*Aim of the exercise*.
Total the lines of the listing below that hold the word "ClientRegistry". Output nothing except that number.
*** Extracted entries ***
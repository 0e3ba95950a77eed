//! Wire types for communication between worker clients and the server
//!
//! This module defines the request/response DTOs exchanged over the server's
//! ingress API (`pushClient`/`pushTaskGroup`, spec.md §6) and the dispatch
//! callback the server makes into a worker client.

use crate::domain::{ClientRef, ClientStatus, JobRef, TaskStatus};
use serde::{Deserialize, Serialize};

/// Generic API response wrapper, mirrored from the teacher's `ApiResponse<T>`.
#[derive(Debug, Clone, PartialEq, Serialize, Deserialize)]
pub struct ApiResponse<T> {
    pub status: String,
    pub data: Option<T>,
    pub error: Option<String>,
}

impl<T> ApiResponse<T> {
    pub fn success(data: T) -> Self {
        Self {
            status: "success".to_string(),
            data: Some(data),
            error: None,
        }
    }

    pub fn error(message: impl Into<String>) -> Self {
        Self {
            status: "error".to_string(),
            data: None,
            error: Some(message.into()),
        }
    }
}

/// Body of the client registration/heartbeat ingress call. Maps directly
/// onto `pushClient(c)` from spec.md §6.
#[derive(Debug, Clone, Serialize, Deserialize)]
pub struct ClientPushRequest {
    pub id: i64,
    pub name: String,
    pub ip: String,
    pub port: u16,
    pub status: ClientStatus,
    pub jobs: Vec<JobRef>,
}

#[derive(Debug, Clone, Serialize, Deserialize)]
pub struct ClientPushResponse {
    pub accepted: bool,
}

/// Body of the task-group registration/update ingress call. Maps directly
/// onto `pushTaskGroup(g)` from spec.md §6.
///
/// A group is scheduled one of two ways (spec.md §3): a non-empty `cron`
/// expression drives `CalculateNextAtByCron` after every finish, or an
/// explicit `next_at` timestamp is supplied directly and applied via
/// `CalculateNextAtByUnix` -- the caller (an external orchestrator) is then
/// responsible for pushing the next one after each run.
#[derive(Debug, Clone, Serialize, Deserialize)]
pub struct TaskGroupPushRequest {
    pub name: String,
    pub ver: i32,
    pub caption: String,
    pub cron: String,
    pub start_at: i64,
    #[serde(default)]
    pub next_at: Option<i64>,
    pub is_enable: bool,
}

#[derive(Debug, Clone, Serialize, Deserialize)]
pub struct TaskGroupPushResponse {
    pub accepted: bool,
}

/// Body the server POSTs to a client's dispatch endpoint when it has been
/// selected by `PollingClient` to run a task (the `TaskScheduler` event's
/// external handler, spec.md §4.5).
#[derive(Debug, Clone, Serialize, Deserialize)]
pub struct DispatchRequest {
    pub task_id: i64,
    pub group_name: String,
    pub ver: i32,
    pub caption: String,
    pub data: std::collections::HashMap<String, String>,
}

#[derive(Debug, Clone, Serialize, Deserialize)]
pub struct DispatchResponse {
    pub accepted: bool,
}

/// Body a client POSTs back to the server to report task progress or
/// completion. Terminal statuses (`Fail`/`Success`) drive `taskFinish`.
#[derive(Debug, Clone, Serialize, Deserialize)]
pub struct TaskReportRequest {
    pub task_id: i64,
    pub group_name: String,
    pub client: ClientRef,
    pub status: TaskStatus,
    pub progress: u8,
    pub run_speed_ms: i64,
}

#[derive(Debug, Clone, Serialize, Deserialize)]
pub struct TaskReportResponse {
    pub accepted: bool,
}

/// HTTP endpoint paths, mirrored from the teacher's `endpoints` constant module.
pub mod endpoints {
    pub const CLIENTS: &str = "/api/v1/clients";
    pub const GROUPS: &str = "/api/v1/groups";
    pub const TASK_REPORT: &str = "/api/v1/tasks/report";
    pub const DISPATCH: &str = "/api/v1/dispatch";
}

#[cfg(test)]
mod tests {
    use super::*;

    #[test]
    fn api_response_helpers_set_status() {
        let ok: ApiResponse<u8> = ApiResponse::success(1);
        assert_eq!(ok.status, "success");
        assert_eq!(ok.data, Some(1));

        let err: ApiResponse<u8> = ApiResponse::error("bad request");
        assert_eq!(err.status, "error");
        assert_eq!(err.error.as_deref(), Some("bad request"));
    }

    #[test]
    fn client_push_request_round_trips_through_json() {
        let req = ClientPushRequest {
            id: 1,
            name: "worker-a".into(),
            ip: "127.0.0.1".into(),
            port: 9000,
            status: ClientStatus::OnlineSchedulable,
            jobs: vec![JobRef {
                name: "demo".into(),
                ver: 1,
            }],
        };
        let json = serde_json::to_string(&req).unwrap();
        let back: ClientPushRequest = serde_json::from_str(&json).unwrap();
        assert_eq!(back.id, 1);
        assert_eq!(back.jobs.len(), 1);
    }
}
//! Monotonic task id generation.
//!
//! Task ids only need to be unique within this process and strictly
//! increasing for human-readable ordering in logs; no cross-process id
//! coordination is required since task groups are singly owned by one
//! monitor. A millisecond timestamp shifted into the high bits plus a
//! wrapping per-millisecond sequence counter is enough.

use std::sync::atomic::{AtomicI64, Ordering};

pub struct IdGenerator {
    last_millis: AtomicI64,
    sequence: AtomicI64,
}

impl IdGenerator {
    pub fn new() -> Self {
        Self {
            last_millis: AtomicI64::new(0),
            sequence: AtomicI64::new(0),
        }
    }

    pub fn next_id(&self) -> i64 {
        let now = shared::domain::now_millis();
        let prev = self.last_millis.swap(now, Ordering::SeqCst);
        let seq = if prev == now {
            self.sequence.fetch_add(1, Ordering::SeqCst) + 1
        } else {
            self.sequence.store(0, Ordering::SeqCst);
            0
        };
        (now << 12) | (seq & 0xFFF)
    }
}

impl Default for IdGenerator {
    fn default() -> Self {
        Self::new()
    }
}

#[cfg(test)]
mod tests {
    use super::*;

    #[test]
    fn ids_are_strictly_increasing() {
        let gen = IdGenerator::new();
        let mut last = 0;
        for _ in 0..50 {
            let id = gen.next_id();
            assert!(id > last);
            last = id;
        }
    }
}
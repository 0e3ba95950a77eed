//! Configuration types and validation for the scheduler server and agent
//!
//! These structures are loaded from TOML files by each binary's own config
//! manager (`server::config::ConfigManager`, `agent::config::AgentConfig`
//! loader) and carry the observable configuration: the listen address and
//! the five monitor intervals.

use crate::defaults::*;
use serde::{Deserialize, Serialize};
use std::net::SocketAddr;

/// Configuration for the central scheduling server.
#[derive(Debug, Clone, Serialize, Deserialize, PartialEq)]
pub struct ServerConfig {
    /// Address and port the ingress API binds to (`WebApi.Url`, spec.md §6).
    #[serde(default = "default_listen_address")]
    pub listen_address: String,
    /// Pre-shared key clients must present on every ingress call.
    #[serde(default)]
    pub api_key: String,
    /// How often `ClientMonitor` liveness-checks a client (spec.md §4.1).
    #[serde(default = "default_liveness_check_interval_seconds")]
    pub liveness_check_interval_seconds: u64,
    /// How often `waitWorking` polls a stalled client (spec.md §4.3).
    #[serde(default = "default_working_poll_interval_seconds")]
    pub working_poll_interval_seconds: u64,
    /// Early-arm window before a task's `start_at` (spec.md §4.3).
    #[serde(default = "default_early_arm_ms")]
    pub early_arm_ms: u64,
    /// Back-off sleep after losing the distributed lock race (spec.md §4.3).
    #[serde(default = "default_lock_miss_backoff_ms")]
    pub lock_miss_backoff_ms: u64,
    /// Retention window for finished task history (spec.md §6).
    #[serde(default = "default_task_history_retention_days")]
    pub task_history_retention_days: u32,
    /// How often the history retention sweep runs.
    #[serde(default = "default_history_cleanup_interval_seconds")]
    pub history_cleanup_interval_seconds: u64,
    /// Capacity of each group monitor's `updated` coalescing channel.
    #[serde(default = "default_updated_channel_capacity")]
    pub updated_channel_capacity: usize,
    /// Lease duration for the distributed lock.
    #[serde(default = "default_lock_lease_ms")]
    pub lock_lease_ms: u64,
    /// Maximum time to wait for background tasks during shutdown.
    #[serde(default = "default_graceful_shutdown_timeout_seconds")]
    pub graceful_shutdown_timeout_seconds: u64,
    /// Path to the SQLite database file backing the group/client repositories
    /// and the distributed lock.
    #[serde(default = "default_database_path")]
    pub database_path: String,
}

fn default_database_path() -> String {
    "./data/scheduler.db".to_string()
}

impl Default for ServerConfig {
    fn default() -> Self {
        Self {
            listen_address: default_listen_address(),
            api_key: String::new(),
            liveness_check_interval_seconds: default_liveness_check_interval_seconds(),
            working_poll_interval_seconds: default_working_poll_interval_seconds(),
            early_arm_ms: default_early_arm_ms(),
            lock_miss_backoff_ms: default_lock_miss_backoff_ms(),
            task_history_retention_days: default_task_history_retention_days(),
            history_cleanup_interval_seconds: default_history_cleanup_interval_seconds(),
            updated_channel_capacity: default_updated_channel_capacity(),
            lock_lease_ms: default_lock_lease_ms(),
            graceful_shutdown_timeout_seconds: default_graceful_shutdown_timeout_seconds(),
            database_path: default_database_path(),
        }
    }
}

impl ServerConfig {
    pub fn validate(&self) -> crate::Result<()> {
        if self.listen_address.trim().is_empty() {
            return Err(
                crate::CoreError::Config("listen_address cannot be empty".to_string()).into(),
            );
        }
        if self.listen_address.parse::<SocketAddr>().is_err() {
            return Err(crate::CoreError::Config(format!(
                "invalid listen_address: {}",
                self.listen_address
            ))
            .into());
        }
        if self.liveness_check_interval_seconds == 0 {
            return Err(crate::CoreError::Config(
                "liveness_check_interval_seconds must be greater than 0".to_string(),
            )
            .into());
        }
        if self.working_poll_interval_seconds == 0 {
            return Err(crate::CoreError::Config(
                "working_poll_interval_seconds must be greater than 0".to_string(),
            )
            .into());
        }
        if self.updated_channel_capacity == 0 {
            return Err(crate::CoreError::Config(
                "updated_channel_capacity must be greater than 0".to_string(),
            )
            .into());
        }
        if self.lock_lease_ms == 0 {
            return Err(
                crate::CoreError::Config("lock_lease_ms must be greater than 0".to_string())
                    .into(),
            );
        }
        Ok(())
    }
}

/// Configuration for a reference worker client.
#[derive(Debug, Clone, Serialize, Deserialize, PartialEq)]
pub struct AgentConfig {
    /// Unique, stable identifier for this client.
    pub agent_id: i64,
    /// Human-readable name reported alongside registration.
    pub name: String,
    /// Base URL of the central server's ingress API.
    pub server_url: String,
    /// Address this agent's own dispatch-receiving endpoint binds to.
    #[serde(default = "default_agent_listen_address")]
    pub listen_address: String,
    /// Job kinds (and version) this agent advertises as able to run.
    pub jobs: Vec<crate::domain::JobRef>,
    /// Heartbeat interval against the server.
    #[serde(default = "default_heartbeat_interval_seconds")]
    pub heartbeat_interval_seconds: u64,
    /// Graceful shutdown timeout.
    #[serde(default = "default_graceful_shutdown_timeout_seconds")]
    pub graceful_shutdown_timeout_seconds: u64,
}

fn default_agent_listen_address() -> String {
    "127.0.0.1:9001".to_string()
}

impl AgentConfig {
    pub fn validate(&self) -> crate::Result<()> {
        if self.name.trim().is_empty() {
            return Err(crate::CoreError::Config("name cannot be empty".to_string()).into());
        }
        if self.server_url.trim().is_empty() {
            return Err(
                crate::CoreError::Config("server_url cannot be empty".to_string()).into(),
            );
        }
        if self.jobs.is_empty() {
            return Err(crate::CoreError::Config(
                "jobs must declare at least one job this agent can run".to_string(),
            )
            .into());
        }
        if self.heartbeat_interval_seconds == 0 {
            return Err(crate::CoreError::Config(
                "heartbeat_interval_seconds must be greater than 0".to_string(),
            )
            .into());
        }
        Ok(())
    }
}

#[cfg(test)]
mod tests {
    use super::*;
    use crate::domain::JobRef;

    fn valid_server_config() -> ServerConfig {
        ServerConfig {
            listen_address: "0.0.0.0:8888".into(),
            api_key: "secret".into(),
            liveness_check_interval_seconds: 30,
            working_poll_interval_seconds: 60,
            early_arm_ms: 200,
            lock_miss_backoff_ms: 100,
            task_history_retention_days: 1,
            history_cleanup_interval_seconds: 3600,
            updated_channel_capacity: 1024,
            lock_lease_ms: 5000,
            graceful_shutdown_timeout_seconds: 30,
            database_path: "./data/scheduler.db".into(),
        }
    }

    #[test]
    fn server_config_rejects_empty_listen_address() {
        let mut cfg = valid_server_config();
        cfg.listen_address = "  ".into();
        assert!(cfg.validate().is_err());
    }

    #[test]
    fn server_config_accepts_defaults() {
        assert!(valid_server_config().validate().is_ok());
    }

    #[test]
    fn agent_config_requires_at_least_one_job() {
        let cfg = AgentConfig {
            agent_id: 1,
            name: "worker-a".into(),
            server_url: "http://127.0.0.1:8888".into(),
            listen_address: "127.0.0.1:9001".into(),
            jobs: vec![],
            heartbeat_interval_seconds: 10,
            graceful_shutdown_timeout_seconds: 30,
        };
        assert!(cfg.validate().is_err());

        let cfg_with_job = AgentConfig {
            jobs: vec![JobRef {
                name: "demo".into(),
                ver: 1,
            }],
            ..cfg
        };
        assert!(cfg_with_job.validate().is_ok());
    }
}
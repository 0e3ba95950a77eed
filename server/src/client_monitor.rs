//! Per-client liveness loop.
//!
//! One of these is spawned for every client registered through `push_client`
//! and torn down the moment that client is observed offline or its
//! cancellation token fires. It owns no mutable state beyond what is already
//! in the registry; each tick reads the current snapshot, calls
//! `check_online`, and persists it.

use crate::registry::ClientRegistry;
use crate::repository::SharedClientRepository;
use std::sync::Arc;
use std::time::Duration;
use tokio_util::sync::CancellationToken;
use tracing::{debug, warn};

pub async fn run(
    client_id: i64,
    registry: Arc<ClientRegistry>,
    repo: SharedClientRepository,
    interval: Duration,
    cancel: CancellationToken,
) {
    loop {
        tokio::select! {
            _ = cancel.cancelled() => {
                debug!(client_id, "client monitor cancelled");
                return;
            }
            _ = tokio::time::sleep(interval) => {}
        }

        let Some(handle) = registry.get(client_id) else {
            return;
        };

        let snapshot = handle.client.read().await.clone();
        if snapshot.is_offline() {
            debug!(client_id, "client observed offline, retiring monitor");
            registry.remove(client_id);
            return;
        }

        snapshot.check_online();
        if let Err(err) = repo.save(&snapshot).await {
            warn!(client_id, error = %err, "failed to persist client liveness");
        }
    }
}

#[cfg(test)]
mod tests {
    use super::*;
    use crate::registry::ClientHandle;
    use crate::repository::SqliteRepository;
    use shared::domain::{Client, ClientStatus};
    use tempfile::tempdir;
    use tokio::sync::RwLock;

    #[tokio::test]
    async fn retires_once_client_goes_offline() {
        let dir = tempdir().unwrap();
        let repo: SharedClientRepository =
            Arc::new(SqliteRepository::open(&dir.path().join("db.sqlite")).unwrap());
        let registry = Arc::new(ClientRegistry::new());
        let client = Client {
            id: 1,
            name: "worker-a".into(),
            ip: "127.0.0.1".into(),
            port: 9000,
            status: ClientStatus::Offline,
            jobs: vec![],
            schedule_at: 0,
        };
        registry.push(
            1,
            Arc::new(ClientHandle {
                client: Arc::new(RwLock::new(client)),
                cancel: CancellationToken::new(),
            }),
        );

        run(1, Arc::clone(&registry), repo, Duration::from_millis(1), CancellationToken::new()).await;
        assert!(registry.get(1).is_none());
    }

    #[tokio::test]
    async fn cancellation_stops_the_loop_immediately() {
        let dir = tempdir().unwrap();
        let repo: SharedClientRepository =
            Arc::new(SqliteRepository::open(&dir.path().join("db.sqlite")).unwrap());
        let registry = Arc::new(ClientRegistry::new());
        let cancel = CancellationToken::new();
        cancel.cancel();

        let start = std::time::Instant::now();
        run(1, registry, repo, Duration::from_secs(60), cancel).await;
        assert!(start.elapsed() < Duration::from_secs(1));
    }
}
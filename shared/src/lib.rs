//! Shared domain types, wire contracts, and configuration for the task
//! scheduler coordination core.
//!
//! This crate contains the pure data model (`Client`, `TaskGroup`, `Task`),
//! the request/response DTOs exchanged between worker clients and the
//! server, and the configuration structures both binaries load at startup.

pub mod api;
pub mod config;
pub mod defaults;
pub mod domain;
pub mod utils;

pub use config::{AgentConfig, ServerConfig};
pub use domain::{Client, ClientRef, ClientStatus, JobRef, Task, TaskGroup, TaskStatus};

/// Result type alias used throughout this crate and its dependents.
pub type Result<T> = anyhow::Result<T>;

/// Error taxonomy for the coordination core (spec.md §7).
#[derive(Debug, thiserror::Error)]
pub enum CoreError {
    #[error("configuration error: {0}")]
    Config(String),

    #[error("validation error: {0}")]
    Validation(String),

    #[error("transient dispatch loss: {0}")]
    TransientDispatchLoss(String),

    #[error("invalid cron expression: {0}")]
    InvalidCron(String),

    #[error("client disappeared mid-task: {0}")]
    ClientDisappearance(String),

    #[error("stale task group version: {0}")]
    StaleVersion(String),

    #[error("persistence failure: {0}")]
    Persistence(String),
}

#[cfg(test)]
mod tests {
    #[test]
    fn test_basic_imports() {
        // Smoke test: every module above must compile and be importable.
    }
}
*** End of Extracted entries ***
*Response*.
4